EXTRACTED DATA -
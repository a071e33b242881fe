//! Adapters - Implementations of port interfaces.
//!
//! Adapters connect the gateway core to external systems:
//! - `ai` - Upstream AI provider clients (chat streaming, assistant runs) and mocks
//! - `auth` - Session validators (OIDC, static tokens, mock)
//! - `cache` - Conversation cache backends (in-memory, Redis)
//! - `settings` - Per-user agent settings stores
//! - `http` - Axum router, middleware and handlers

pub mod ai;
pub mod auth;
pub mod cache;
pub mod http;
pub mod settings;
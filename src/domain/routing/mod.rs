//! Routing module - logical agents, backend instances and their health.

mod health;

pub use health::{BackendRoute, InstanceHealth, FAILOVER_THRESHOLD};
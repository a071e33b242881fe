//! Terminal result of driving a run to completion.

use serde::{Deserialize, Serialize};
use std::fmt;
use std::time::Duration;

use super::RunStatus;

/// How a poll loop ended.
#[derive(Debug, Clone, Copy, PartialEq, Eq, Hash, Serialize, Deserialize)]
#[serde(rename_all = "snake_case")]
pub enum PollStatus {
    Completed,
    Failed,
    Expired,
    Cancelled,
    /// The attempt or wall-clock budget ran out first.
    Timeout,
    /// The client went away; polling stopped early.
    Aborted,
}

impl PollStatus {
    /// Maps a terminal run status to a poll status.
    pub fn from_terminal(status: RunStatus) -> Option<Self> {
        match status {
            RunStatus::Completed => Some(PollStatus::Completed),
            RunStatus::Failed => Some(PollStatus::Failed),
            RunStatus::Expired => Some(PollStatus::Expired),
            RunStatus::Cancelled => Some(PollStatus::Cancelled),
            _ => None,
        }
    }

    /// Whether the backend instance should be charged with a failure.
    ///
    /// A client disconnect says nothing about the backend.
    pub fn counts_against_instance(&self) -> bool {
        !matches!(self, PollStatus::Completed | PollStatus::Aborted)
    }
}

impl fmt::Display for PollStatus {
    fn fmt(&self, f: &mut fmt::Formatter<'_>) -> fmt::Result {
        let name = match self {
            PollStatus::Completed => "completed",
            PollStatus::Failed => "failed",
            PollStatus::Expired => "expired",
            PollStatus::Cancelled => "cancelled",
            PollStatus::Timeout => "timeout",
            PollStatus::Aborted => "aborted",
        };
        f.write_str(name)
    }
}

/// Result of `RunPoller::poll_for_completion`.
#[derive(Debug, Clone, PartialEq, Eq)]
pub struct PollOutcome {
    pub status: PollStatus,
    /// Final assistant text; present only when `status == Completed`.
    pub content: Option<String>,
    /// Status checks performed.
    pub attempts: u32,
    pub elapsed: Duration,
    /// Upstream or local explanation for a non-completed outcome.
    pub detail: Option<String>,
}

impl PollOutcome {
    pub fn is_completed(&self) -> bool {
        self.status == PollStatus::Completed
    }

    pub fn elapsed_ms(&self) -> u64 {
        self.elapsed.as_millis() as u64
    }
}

TASK REQUIREMENTS -
The result should be every line of the material that contains the word "health", so copy those lines.

SOLUTION -
//! Routing module - logical agents, backend instances and their health.
mod health;
pub use health::{BackendRoute, InstanceHealth, FAILOVER_THRESHOLD};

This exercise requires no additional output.